» **Task item**
I need each line of the entries below that includes the string "UNAUTHORIZED".

» **Data to examine**
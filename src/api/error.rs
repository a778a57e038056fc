//! Structured API error responses with error codes
//!
//! Consistent error handling across all API endpoints with
//! machine-readable error codes and human-readable messages.

use axum::http::StatusCode;
use axum::response::{IntoResponse, Response};
use axum::Json;
use serde::{Deserialize, Serialize};

use crate::infra::ProofError;

// ============================================================================
// Error Codes
// ============================================================================

/// Error codes for API responses
///
/// These codes are stable and can be used by clients for programmatic
/// error handling.
#[derive(Debug, Clone, Copy, PartialEq, Eq, Serialize, Deserialize)]
#[serde(rename_all = "SCREAMING_SNAKE_CASE")]
pub enum ErrorCode {
    // Authentication errors (1xxx)
    /// No authentication credentials provided
    AuthRequired,
    /// Invalid API key format or value
    InvalidApiKey,
    /// Invalid or expired JWT token
    InvalidToken,
    /// Insufficient permissions for this operation
    InsufficientPermissions,

    // Validation errors (3xxx)
    /// Request body is malformed
    InvalidRequestBody,
    /// Field value is invalid
    InvalidFieldValue,
    /// Batch size exceeds limit
    BatchTooLarge,

    // Resource errors (4xxx)
    /// Requested resource not found
    ResourceNotFound,
    /// Proof not found
    ProofNotFound,

    // Conflict errors (5xxx)
    /// Proof link collision could not be resolved
    LinkConflict,

    // Crypto errors (6xxx)
    /// Signature or key material is invalid or incomplete
    InvalidSignature,

    // State errors (7xxx)
    /// Invalid proof status transition
    InvalidStateTransition,

    // Infrastructure errors (8xxx)
    /// Database operation failed
    DatabaseError,
    /// Internal server error
    InternalError,
}

impl ErrorCode {
    /// Get the numeric code for this error
    pub fn numeric_code(&self) -> u32 {
        match self {
            ErrorCode::AuthRequired => 1001,
            ErrorCode::InvalidApiKey => 1002,
            ErrorCode::InvalidToken => 1003,
            ErrorCode::InsufficientPermissions => 1005,

            ErrorCode::InvalidRequestBody => 3001,
            ErrorCode::InvalidFieldValue => 3003,
            ErrorCode::BatchTooLarge => 3005,

            ErrorCode::ResourceNotFound => 4001,
            ErrorCode::ProofNotFound => 4002,

            ErrorCode::LinkConflict => 5001,

            ErrorCode::InvalidSignature => 6001,

            ErrorCode::InvalidStateTransition => 7001,

            ErrorCode::DatabaseError => 8001,
            ErrorCode::InternalError => 8999,
        }
    }

    /// Get the HTTP status code for this error
    pub fn http_status(&self) -> StatusCode {
        match self {
            ErrorCode::AuthRequired => StatusCode::UNAUTHORIZED,
            ErrorCode::InvalidApiKey => StatusCode::UNAUTHORIZED,
            ErrorCode::InvalidToken => StatusCode::UNAUTHORIZED,
            ErrorCode::InsufficientPermissions => StatusCode::FORBIDDEN,

            ErrorCode::InvalidRequestBody => StatusCode::BAD_REQUEST,
            ErrorCode::InvalidFieldValue => StatusCode::BAD_REQUEST,
            ErrorCode::BatchTooLarge => StatusCode::PAYLOAD_TOO_LARGE,

            ErrorCode::ResourceNotFound => StatusCode::NOT_FOUND,
            ErrorCode::ProofNotFound => StatusCode::NOT_FOUND,

            ErrorCode::LinkConflict => StatusCode::CONFLICT,

            ErrorCode::InvalidSignature => StatusCode::BAD_REQUEST,

            ErrorCode::InvalidStateTransition => StatusCode::CONFLICT,

            ErrorCode::DatabaseError => StatusCode::INTERNAL_SERVER_ERROR,
            ErrorCode::InternalError => StatusCode::INTERNAL_SERVER_ERROR,
        }
    }
}

impl std::fmt::Display for ErrorCode {
    fn fmt(&self, f: &mut std::fmt::Formatter<'_>) -> std::fmt::Result {
        let code_str = match self {
            ErrorCode::AuthRequired => "AUTH_REQUIRED",
            ErrorCode::InvalidApiKey => "INVALID_API_KEY",
            ErrorCode::InvalidToken => "INVALID_TOKEN",
            ErrorCode::InsufficientPermissions => "INSUFFICIENT_PERMISSIONS",
            ErrorCode::InvalidRequestBody => "INVALID_REQUEST_BODY",
            ErrorCode::InvalidFieldValue => "INVALID_FIELD_VALUE",
            ErrorCode::BatchTooLarge => "BATCH_TOO_LARGE",
            ErrorCode::ResourceNotFound => "RESOURCE_NOT_FOUND",
            ErrorCode::ProofNotFound => "PROOF_NOT_FOUND",
            ErrorCode::LinkConflict => "LINK_CONFLICT",
            ErrorCode::InvalidSignature => "INVALID_SIGNATURE",
            ErrorCode::InvalidStateTransition => "INVALID_STATE_TRANSITION",
            ErrorCode::DatabaseError => "DATABASE_ERROR",
            ErrorCode::InternalError => "INTERNAL_ERROR",
        };
        write!(f, "{}", code_str)
    }
}

// ============================================================================
// Structured Error Response
// ============================================================================

/// Structured error response for API endpoints
#[derive(Debug, Clone, Serialize, Deserialize)]
pub struct ApiError {
    /// Error details
    pub error: ErrorDetails,
}

/// Detailed error information
#[derive(Debug, Clone, Serialize, Deserialize)]
pub struct ErrorDetails {
    /// Machine-readable error code
    pub code: ErrorCode,

    /// Numeric error code for easy categorization
    pub numeric_code: u32,

    /// Human-readable error message
    pub message: String,

    /// Additional error details
    #[serde(skip_serializing_if = "Option::is_none")]
    pub details: Option<serde_json::Value>,

    /// Related resource ID
    #[serde(skip_serializing_if = "Option::is_none")]
    pub resource_id: Option<String>,
}

impl ApiError {
    /// Create a new API error
    pub fn new(code: ErrorCode, message: impl Into<String>) -> Self {
        Self {
            error: ErrorDetails {
                code,
                numeric_code: code.numeric_code(),
                message: message.into(),
                details: None,
                resource_id: None,
            },
        }
    }

    /// Set additional details
    pub fn with_details(mut self, details: serde_json::Value) -> Self {
        self.error.details = Some(details);
        self
    }

    /// Set related resource ID
    pub fn with_resource_id(mut self, id: impl Into<String>) -> Self {
        self.error.resource_id = Some(id.into());
        self
    }

    /// Error for a proof that does not exist or is not visible to the caller.
    ///
    /// Permission failures on the lookup surface use this same shape so the
    /// response does not reveal whether a private proof exists.
    pub fn proof_not_found(proof_link: &str) -> Self {
        ApiError::new(ErrorCode::ProofNotFound, "Proof not found")
            .with_resource_id(proof_link.to_string())
    }

    /// Get the HTTP status code
    pub fn status(&self) -> StatusCode {
        self.error.code.http_status()
    }
}

impl IntoResponse for ApiError {
    fn into_response(self) -> Response {
        let status = self.status();
        let code_str = self.error.code.to_string();
        let mut response = (status, Json(self)).into_response();

        // Add error code header for easier debugging
        if let Ok(code_value) = axum::http::HeaderValue::from_str(&code_str) {
            response.headers_mut().insert(
                axum::http::header::HeaderName::from_static("x-error-code"),
                code_value,
            );
        }

        response
    }
}

/// Collapse not-found and permission-denied into the uniform 404 so an
/// inaccessible private proof answers exactly like an unknown link.
pub(crate) fn mask_existence(proof_link: &str, err: ProofError) -> ApiError {
    match err {
        ProofError::NotFound(_) | ProofError::PermissionDenied(_) => {
            ApiError::proof_not_found(proof_link)
        }
        other => other.into(),
    }
}

// ============================================================================
// Conversion from ProofError
// ============================================================================

impl From<ProofError> for ApiError {
    fn from(err: ProofError) -> Self {
        match err {
            ProofError::Database(e) => {
                ApiError::new(ErrorCode::DatabaseError, format!("Database error: {}", e))
            }
            ProofError::NotFound(link) => {
                ApiError::new(ErrorCode::ProofNotFound, format!("Proof not found: {}", link))
                    .with_resource_id(link)
            }
            ProofError::PermissionDenied(msg) => {
                ApiError::new(ErrorCode::InsufficientPermissions, msg)
            }
            ProofError::Configuration(msg) => {
                ApiError::new(ErrorCode::InvalidFieldValue, msg)
            }
            ProofError::Crypto(msg) => ApiError::new(ErrorCode::InvalidSignature, msg),
            ProofError::Conflict(msg) => ApiError::new(ErrorCode::LinkConflict, msg),
            ProofError::InvalidStateTransition { proof_id, from, to } => ApiError::new(
                ErrorCode::InvalidStateTransition,
                format!("Invalid status transition {} -> {}", from, to),
            )
            .with_resource_id(proof_id.to_string())
            .with_details(serde_json::json!({
                "from": from.as_str(),
                "to": to.as_str(),
            })),
            ProofError::Internal(msg) => ApiError::new(ErrorCode::InternalError, msg),
        }
    }
}
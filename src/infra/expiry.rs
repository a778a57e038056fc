//! Periodic expiry sweep.
//!
//! Proofs past `expires_at` are already treated as expired at verification
//! time; the sweeper just settles the stored status for proofs nobody is
//! verifying, so listings and audits see `expired` without a read.

use std::sync::Arc;
use std::time::Duration;

use chrono::Utc;
use tokio::time::MissedTickBehavior;
use tracing::{info, warn};

use super::{ProofStore, ShutdownSignal};
use crate::metrics::{metric_names, MetricsRegistry};

/// Background task that expires overdue proofs on an interval.
pub struct ExpirySweeper {
    store: Arc<dyn ProofStore>,
    metrics: Arc<MetricsRegistry>,
    interval: Duration,
}

impl ExpirySweeper {
    pub fn new(
        store: Arc<dyn ProofStore>,
        metrics: Arc<MetricsRegistry>,
        interval: Duration,
    ) -> Self {
        Self {
            store,
            metrics,
            interval,
        }
    }

    /// Run until shutdown is signaled.
    pub async fn run(self, mut shutdown: ShutdownSignal) {
        let mut ticker = tokio::time::interval(self.interval);
        ticker.set_missed_tick_behavior(MissedTickBehavior::Skip);

        info!(interval_secs = self.interval.as_secs(), "expiry sweeper started");

        loop {
            tokio::select! {
                _ = ticker.tick() => {
                    match self.store.expire_overdue(Utc::now()).await {
                        Ok(0) => {}
                        Ok(expired) => {
                            self.metrics
                                .add_counter(metric_names::PROOFS_EXPIRED, expired)
                                .await;
                            info!(expired, "expired overdue proofs");
                        }
                        Err(e) => {
                            self.metrics
                                .inc_counter(metric_names::DATABASE_ERRORS)
                                .await;
                            warn!(error = %e, "expiry sweep failed");
                        }
                    }
                }
                _ = shutdown.recv() => {
                    info!("expiry sweeper stopping");
                    break;
                }
            }
        }
    }
}
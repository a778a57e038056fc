//! Identity resolution for registry callers.
//!
//! Two credential kinds from the external identity layer: hashed API keys
//! and HS256 JWTs. Both resolve to an [`AuthContext`] carrying the owner
//! id and an admin flag. The public verify surface accepts anonymous
//! requests; everything under `/api` does not.

mod api_key;
mod jwt;
mod middleware;

pub use api_key::{ApiKeyRecord, ApiKeyValidator, API_KEY_PREFIX};
pub use jwt::{Claims, JwtValidator};
pub use middleware::{auth_middleware, AuthContextExt, AuthMiddlewareState, Authenticator};

use thiserror::Error;
use uuid::Uuid;

use crate::domain::Requester;

/// Resolved caller identity.
#[derive(Debug, Clone)]
pub struct AuthContext {
    pub owner_id: Uuid,
    pub is_admin: bool,
}

impl AuthContext {
    pub fn user(owner_id: Uuid) -> Self {
        Self {
            owner_id,
            is_admin: false,
        }
    }

    pub fn admin(owner_id: Uuid) -> Self {
        Self {
            owner_id,
            is_admin: true,
        }
    }

    pub fn requester(&self) -> Requester {
        if self.is_admin {
            Requester::Admin(self.owner_id)
        } else {
            Requester::User(self.owner_id)
        }
    }
}

/// Authentication failures.
#[derive(Debug, Error)]
pub enum AuthError {
    #[error("missing authentication credentials")]
    MissingAuth,

    #[error("invalid API key")]
    InvalidApiKey,

    #[error("invalid token: {0}")]
    InvalidToken(String),

    #[error("token expired")]
    TokenExpired,
}
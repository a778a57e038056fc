//! Database migrations.
//!
//! Uses SQLx embedded migrations for both Postgres (production) and
//! SQLite (local development and tests).

use sqlx::{PgPool, SqlitePool};

static POSTGRES_MIGRATOR: sqlx::migrate::Migrator = sqlx::migrate!("migrations/postgres");
static SQLITE_MIGRATOR: sqlx::migrate::Migrator = sqlx::migrate!("migrations/sqlite");

pub async fn run_postgres(pool: &PgPool) -> anyhow::Result<()> {
    POSTGRES_MIGRATOR.run(pool).await?;
    Ok(())
}

pub async fn run_sqlite(pool: &SqlitePool) -> anyhow::Result<()> {
    SQLITE_MIGRATOR.run(pool).await?;
    Ok(())
}
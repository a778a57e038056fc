//! Infrastructure: error taxonomy, store trait, database backends, and
//! background machinery.

mod error;
mod expiry;
pub mod postgres;
mod shutdown;
pub mod sqlite;
mod traits;

pub use error::{ProofError, Result};
pub use expiry::ExpirySweeper;
pub use postgres::PgProofStore;
pub use shutdown::{shutdown_channel, ShutdownController, ShutdownSignal};
pub use sqlite::SqliteProofStore;
pub use traits::{ProofStore, VerificationUpdate};

#[cfg(test)]
pub use traits::MockProofStore;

» **Finished exercise**
            ErrorCode::AuthRequired => StatusCode::UNAUTHORIZED,
            ErrorCode::InvalidApiKey => StatusCode::UNAUTHORIZED,
            ErrorCode::InvalidToken => StatusCode::UNAUTHORIZED,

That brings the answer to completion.